What needs to be done » Count how many lines in the data below include "PointMotion". Answer with the number only.

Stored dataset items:
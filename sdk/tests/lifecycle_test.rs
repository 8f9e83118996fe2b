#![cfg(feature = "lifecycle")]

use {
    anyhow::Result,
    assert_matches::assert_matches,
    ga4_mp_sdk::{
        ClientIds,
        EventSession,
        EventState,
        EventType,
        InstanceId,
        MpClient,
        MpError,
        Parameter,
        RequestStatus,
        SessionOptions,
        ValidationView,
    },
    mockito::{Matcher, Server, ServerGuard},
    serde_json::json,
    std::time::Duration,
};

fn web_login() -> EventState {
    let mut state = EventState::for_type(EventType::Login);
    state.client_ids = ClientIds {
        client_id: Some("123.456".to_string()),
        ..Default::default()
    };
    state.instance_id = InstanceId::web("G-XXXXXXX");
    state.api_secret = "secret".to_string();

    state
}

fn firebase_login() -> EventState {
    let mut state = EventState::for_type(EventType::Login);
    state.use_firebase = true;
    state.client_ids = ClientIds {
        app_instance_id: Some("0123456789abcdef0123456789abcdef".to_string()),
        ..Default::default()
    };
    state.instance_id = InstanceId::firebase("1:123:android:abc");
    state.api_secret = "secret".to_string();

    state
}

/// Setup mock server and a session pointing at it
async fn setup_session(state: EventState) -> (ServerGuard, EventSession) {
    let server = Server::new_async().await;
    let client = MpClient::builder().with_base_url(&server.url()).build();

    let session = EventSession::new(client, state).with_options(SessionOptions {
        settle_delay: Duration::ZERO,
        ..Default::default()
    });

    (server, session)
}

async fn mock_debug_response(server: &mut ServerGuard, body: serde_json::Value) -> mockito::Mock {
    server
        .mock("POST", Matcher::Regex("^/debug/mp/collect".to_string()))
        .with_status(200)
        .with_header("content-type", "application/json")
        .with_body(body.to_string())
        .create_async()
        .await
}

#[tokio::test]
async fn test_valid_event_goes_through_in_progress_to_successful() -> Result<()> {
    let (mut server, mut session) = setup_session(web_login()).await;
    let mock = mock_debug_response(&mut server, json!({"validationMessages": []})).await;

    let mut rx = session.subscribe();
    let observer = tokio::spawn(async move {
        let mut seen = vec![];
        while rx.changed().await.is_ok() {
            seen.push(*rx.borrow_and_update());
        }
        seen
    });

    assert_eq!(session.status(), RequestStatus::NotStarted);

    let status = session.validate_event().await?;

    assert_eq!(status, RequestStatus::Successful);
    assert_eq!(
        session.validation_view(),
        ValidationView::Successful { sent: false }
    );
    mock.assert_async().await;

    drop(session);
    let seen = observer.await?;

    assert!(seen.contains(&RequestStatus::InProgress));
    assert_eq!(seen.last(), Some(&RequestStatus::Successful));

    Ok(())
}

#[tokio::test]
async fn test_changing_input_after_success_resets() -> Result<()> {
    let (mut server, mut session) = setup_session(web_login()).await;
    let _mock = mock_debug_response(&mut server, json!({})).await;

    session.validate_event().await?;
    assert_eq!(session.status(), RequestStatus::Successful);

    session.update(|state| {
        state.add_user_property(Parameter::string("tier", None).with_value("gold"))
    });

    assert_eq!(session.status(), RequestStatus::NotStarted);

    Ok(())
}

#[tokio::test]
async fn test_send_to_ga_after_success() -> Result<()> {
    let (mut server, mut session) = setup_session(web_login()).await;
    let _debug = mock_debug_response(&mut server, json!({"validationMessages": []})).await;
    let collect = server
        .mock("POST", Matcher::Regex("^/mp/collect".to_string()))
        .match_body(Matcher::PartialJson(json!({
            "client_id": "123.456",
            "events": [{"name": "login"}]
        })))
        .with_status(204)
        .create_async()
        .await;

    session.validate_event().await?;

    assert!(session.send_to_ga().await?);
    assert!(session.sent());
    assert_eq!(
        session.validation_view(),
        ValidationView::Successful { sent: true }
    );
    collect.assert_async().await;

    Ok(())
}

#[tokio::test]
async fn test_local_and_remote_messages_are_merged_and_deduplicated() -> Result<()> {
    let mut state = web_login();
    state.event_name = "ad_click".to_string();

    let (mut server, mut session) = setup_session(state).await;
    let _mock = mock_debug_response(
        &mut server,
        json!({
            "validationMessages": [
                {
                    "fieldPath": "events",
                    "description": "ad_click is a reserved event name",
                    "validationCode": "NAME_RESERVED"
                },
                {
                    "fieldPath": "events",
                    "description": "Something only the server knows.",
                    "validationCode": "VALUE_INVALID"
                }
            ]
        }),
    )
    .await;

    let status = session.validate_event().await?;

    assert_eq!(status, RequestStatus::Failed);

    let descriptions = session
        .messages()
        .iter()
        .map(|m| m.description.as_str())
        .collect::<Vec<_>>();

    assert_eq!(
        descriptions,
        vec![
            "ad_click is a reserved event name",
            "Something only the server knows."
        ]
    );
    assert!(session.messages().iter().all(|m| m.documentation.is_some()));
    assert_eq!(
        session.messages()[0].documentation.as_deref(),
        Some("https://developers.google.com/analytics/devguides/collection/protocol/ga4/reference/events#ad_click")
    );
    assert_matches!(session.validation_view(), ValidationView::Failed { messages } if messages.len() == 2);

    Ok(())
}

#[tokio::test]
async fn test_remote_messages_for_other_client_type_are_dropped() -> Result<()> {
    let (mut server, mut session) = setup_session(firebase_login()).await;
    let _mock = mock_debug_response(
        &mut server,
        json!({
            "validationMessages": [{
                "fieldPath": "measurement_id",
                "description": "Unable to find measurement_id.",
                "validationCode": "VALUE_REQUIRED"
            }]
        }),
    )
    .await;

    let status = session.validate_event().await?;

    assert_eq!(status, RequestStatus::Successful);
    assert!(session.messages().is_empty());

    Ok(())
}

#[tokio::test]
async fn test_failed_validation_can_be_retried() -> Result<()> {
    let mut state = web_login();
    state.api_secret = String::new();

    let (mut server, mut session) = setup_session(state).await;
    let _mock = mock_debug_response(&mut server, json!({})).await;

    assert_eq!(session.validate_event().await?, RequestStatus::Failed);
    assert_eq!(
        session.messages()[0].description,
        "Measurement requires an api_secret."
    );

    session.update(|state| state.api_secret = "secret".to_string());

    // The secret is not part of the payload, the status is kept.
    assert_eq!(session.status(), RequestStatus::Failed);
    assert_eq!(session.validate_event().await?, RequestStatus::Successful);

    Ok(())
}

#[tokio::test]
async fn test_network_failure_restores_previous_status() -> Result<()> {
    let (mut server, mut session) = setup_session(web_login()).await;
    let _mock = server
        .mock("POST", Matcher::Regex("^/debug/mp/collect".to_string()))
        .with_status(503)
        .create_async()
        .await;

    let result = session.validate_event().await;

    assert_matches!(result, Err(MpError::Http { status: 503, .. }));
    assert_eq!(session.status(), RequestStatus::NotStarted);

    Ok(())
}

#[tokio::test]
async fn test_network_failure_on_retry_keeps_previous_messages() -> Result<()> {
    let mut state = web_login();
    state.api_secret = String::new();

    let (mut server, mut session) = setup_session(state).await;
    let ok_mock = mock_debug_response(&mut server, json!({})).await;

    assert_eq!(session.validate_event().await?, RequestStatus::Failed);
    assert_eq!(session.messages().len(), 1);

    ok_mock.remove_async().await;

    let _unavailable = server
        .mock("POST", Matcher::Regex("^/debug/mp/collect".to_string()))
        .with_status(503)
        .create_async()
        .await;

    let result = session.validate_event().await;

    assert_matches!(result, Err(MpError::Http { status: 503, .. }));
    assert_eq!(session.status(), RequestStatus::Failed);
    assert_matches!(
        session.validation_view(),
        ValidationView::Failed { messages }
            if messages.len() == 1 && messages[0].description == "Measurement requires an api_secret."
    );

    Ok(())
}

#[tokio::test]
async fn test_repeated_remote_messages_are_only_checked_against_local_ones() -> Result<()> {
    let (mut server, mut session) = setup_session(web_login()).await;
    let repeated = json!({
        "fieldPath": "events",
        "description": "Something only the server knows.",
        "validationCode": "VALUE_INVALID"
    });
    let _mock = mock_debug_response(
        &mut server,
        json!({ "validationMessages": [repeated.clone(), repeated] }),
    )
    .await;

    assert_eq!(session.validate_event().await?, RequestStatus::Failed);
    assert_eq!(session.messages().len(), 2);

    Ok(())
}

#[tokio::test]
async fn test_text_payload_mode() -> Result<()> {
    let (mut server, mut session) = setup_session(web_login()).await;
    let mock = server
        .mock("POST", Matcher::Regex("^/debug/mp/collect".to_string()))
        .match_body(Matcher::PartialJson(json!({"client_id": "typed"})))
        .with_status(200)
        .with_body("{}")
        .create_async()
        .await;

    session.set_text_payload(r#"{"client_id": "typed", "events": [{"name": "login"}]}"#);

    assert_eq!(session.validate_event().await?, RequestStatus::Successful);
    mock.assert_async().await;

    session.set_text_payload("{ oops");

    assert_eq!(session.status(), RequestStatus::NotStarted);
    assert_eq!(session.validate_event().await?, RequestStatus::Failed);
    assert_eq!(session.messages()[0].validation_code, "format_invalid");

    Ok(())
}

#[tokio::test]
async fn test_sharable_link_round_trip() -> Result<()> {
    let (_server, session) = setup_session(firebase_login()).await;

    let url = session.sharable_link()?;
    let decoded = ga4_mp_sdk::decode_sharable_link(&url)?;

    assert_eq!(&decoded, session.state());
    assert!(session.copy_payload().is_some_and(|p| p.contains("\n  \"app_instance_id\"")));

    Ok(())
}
* * *
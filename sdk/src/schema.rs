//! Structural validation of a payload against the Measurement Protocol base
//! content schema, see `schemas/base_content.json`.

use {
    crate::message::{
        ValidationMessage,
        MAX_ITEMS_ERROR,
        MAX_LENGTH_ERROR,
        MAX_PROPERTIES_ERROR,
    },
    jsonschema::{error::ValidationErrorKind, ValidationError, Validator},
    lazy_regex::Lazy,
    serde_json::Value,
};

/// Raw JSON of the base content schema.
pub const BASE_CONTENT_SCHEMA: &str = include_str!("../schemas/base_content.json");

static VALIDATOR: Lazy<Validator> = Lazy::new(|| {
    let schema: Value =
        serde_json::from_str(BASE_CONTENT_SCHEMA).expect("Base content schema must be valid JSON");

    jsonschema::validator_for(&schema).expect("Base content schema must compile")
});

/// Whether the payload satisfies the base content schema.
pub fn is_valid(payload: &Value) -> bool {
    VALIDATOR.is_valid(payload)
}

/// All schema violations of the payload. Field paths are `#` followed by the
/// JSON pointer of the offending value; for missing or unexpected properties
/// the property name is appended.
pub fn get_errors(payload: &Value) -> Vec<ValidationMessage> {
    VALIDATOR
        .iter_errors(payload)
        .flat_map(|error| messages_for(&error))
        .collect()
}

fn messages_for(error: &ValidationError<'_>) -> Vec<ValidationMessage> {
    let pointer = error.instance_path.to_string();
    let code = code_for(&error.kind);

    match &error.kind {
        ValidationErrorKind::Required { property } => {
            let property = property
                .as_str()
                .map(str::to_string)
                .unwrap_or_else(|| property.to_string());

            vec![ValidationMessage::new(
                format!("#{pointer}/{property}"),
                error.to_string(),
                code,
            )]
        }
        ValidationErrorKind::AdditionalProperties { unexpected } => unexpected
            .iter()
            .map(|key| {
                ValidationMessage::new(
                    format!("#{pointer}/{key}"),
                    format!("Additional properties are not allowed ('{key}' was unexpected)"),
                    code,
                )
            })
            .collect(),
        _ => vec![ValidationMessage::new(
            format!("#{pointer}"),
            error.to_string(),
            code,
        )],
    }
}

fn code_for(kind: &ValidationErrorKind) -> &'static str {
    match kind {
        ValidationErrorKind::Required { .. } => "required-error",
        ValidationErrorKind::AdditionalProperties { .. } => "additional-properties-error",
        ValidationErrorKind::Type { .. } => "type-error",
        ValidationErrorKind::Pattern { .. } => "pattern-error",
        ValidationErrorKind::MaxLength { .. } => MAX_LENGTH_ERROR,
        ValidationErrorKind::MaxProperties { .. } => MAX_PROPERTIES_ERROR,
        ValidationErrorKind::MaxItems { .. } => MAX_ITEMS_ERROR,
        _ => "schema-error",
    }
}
---
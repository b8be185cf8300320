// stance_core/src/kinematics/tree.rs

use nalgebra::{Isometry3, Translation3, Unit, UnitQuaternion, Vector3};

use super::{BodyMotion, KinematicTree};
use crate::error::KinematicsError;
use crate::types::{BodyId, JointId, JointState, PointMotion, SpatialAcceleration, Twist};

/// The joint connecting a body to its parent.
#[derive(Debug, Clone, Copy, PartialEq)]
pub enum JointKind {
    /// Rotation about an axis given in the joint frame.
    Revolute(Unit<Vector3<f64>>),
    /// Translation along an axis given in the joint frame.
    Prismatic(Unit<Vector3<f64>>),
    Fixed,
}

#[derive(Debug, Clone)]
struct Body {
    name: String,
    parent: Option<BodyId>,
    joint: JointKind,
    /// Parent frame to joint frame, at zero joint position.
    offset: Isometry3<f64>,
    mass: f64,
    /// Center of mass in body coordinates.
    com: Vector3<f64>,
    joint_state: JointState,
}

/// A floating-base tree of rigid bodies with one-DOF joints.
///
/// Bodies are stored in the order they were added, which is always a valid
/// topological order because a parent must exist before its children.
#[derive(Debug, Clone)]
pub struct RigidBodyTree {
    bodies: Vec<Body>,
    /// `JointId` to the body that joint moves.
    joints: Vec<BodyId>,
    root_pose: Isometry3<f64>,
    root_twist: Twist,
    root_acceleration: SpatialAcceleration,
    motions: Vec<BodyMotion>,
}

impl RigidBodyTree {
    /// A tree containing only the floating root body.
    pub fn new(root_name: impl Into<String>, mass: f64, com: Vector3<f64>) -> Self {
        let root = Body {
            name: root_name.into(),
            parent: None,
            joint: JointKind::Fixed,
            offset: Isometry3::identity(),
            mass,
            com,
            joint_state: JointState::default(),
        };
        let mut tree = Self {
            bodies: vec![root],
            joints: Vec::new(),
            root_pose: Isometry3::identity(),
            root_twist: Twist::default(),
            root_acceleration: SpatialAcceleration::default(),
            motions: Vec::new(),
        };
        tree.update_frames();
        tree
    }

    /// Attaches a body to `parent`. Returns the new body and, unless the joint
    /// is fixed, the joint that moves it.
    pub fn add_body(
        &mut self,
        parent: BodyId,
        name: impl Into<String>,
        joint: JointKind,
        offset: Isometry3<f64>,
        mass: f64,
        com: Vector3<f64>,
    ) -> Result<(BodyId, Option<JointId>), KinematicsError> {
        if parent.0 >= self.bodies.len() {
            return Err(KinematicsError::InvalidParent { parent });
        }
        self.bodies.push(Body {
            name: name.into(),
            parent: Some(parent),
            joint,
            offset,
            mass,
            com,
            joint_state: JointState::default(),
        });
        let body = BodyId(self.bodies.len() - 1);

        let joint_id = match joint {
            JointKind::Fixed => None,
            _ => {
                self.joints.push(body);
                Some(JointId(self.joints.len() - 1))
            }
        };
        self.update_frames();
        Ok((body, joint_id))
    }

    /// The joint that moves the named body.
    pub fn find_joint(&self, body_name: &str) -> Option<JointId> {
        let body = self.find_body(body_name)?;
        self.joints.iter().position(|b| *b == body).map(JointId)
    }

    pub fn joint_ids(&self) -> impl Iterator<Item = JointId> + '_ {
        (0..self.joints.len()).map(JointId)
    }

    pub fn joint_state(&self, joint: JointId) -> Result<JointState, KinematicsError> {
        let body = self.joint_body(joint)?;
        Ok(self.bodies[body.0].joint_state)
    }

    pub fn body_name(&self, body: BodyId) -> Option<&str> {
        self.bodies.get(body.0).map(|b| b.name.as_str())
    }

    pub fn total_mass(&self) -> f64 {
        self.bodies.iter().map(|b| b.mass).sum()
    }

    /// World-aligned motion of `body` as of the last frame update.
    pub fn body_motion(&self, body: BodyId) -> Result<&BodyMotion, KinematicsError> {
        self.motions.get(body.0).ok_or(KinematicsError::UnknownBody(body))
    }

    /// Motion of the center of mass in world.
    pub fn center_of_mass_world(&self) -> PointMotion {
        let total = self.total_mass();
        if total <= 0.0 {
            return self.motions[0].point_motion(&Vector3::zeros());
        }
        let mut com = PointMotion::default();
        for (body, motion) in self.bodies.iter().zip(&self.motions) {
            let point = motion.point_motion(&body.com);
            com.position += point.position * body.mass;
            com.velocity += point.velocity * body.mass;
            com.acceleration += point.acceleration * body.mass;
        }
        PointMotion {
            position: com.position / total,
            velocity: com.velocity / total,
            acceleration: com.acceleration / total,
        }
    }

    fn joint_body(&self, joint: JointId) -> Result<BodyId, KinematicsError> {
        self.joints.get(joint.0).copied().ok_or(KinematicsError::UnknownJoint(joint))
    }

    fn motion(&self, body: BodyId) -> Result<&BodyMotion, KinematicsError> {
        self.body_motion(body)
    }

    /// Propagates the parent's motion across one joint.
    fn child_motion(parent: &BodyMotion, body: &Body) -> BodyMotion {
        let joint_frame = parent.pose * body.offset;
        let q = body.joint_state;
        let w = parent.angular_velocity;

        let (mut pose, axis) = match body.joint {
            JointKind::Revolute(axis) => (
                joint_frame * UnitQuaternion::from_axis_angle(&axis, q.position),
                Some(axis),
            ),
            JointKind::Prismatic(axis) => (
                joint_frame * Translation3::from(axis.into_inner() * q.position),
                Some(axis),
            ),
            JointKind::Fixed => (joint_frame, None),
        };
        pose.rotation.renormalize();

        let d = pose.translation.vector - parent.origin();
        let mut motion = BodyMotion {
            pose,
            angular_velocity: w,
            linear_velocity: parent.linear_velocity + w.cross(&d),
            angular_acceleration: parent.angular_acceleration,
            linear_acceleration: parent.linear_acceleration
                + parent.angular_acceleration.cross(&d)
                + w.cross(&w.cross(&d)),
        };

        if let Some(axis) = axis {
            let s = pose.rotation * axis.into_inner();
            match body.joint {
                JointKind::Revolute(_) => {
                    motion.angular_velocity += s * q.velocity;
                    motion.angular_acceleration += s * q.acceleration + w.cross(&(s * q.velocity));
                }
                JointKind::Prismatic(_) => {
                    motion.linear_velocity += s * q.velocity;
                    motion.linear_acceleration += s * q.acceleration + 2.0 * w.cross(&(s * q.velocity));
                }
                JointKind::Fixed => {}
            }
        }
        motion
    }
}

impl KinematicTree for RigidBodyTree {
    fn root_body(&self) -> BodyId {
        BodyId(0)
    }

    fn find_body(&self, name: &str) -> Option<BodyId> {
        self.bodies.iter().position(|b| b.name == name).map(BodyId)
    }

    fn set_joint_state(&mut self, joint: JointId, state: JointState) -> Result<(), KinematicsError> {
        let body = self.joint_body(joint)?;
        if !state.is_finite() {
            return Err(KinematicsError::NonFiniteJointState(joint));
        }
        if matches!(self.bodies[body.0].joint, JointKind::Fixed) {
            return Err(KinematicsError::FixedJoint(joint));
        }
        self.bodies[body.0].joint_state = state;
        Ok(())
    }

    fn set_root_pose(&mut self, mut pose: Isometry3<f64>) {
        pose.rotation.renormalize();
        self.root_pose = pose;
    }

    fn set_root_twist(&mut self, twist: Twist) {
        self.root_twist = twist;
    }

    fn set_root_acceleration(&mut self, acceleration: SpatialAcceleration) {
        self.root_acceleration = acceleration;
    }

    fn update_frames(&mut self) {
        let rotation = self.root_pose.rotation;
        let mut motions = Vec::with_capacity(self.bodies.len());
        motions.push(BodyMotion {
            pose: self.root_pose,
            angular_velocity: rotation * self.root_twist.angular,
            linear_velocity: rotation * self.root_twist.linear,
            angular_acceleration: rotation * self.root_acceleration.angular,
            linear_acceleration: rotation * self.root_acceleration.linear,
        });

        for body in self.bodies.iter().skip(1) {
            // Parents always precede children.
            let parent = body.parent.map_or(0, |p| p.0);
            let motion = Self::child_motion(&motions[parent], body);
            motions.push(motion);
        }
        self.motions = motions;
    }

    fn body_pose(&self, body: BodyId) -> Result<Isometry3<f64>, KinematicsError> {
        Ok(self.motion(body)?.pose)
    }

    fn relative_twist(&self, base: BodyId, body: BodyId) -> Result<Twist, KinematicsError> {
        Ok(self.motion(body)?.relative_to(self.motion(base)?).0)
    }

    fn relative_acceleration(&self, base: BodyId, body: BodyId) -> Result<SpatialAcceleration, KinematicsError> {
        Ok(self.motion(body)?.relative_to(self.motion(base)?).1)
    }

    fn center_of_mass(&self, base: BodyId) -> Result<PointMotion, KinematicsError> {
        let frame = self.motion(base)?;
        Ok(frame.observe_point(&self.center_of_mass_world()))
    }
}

Exercise answer » 5